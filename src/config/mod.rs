//! Configuration for the session manager

pub mod relay;

use serde::{Deserialize, Serialize};
use std::time::Duration;

pub use relay::RelayConfig;

/// Chain served by the bundled EVM signing capability
pub const DEFAULT_CHAIN_ID: &str = "eip155:1";

/// Metadata the wallet announces to peers when the transport is initialised
#[derive(Debug, Clone, PartialEq, Eq, Serialize, Deserialize)]
pub struct WalletMetadata {
    pub name: String,
    pub description: String,
    pub url: String,
    #[serde(default)]
    pub icons: Vec<String>,
}

impl Default for WalletMetadata {
    fn default() -> Self {
        Self {
            name: "Avail".to_string(),
            description: "Frictionless control of your money and data privately.".to_string(),
            url: "avail.global".to_string(),
            icons: Vec::new(),
        }
    }
}

/// Approval surface settings
#[derive(Debug, Clone, Serialize, Deserialize)]
pub struct ApprovalSettings {
    /// How long a proposal may wait for a user decision before it is rejected
    pub timeout_ms: u64,
}

impl ApprovalSettings {
    pub fn timeout(&self) -> Duration {
        Duration::from_millis(self.timeout_ms)
    }
}

impl Default for ApprovalSettings {
    fn default() -> Self {
        Self {
            timeout_ms: 300_000, // 5 minutes
        }
    }
}

/// Main configuration
#[derive(Debug, Clone, Serialize, Deserialize)]
pub struct Config {
    /// Relay project and endpoint
    #[serde(default)]
    pub relay: RelayConfig,
    /// Wallet metadata announced to peers
    #[serde(default)]
    pub wallet: WalletMetadata,
    /// Approval wait settings
    #[serde(default)]
    pub approval: ApprovalSettings,
    /// Chain identifier served by the signing capability
    #[serde(default = "default_chain_id")]
    pub chain_id: String,
    /// File backing the dapp session store (in-memory when unset)
    #[serde(default)]
    pub session_store_path: Option<String>,
    /// Path to audit log file
    #[serde(default)]
    pub audit_log_path: Option<String>,
}

fn default_chain_id() -> String {
    DEFAULT_CHAIN_ID.to_string()
}

impl Default for Config {
    fn default() -> Self {
        Self {
            relay: RelayConfig::default(),
            wallet: WalletMetadata::default(),
            approval: ApprovalSettings::default(),
            chain_id: default_chain_id(),
            session_store_path: None,
            audit_log_path: Some("sessions.jsonl".to_string()),
        }
    }
}

#[cfg(test)]
mod tests {
    use super::*;

    #[test]
    fn deserialize_fills_defaults() {
        let value = serde_json::json!({
            "relay": {
                "project_id": "abc",
                "relay_url": "wss://relay.example"
            }
        });
        let parsed: Config = serde_json::from_value(value).expect("parse config");
        assert_eq!(parsed.relay.project_id, "abc");
        assert_eq!(parsed.chain_id, DEFAULT_CHAIN_ID);
        assert_eq!(parsed.approval.timeout_ms, 300_000);
        assert_eq!(parsed.wallet.name, "Avail");
        assert!(parsed.session_store_path.is_none());
    }

    #[test]
    fn deserialize_explicit() {
        let value = serde_json::json!({
            "relay": {
                "project_id": "abc",
                "relay_url": "wss://relay.example"
            },
            "wallet": {
                "name": "Test Wallet",
                "description": "for tests",
                "url": "wallet.test"
            },
            "approval": { "timeout_ms": 1500 },
            "chain_id": "eip155:10",
            "session_store_path": "sessions.json",
            "audit_log_path": null
        });
        let parsed: Config = serde_json::from_value(value).expect("parse config");
        assert_eq!(parsed.wallet.name, "Test Wallet");
        assert!(parsed.wallet.icons.is_empty());
        assert_eq!(parsed.approval.timeout(), Duration::from_millis(1500));
        assert_eq!(parsed.chain_id, "eip155:10");
        assert_eq!(parsed.session_store_path.as_deref(), Some("sessions.json"));
        assert!(parsed.audit_log_path.is_none());
    }
}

========

**Task details:**
Give the listing again, exactly as it was written.

**Written answer:**
filename src/config/mod.rs
//! Configuration for the session manager

pub mod relay;

use serde::{Deserialize, Serialize};
use std::time::Duration;

pub use relay::RelayConfig;

/// Chain served by the bundled EVM signing capability
pub const DEFAULT_CHAIN_ID: &str = "eip155:1";

/// Metadata the wallet announces to peers when the transport is initialised
#[derive(Debug, Clone, PartialEq, Eq, Serialize, Deserialize)]
pub struct WalletMetadata {
    pub name: String,
    pub description: String,
    pub url: String,
    #[serde(default)]
    pub icons: Vec<String>,
}

impl Default for WalletMetadata {
    fn default() -> Self {
        Self {
            name: "Avail".to_string(),
            description: "Frictionless control of your money and data privately.".to_string(),
            url: "avail.global".to_string(),
            icons: Vec::new(),
        }
    }
}

/// Approval surface settings
#[derive(Debug, Clone, Serialize, Deserialize)]
pub struct ApprovalSettings {
    /// How long a proposal may wait for a user decision before it is rejected
    pub timeout_ms: u64,
}

impl ApprovalSettings {
    pub fn timeout(&self) -> Duration {
        Duration::from_millis(self.timeout_ms)
    }
}

impl Default for ApprovalSettings {
    fn default() -> Self {
        Self {
            timeout_ms: 300_000, // 5 minutes
        }
    }
}

/// Main configuration
#[derive(Debug, Clone, Serialize, Deserialize)]
pub struct Config {
    /// Relay project and endpoint
    #[serde(default)]
    pub relay: RelayConfig,
    /// Wallet metadata announced to peers
    #[serde(default)]
    pub wallet: WalletMetadata,
    /// Approval wait settings
    #[serde(default)]
    pub approval: ApprovalSettings,
    /// Chain identifier served by the signing capability
    #[serde(default = "default_chain_id")]
    pub chain_id: String,
    /// File backing the dapp session store (in-memory when unset)
    #[serde(default)]
    pub session_store_path: Option<String>,
    /// Path to audit log file
    #[serde(default)]
    pub audit_log_path: Option<String>,
}

fn default_chain_id() -> String {
    DEFAULT_CHAIN_ID.to_string()
}

impl Default for Config {
    fn default() -> Self {
        Self {
            relay: RelayConfig::default(),
            wallet: WalletMetadata::default(),
            approval: ApprovalSettings::default(),
            chain_id: default_chain_id(),
            session_store_path: None,
            audit_log_path: Some("sessions.jsonl".to_string()),
        }
    }
}

#[cfg(test)]
mod tests {
    use super::*;

    #[test]
    fn deserialize_fills_defaults() {
        let value = serde_json::json!({
            "relay": {
                "project_id": "abc",
                "relay_url": "wss://relay.example"
            }
        });
        let parsed: Config = serde_json::from_value(value).expect("parse config");
        assert_eq!(parsed.relay.project_id, "abc");
        assert_eq!(parsed.chain_id, DEFAULT_CHAIN_ID);
        assert_eq!(parsed.approval.timeout_ms, 300_000);
        assert_eq!(parsed.wallet.name, "Avail");
        assert!(parsed.session_store_path.is_none());
    }

    #[test]
    fn deserialize_explicit() {
        let value = serde_json::json!({
            "relay": {
                "project_id": "abc",
                "relay_url": "wss://relay.example"
            },
            "wallet": {
                "name": "Test Wallet",
                "description": "for tests",
                "url": "wallet.test"
            },
            "approval": { "timeout_ms": 1500 },
            "chain_id": "eip155:10",
            "session_store_path": "sessions.json",
            "audit_log_path": null
        });
        let parsed: Config = serde_json::from_value(value).expect("parse config");
        assert_eq!(parsed.wallet.name, "Test Wallet");
        assert!(parsed.wallet.icons.is_empty());
        assert_eq!(parsed.approval.timeout(), Duration::from_millis(1500));
        assert_eq!(parsed.chain_id, "eip155:10");
        assert_eq!(parsed.session_store_path.as_deref(), Some("sessions.json"));
        assert!(parsed.audit_log_path.is_none());
    }
}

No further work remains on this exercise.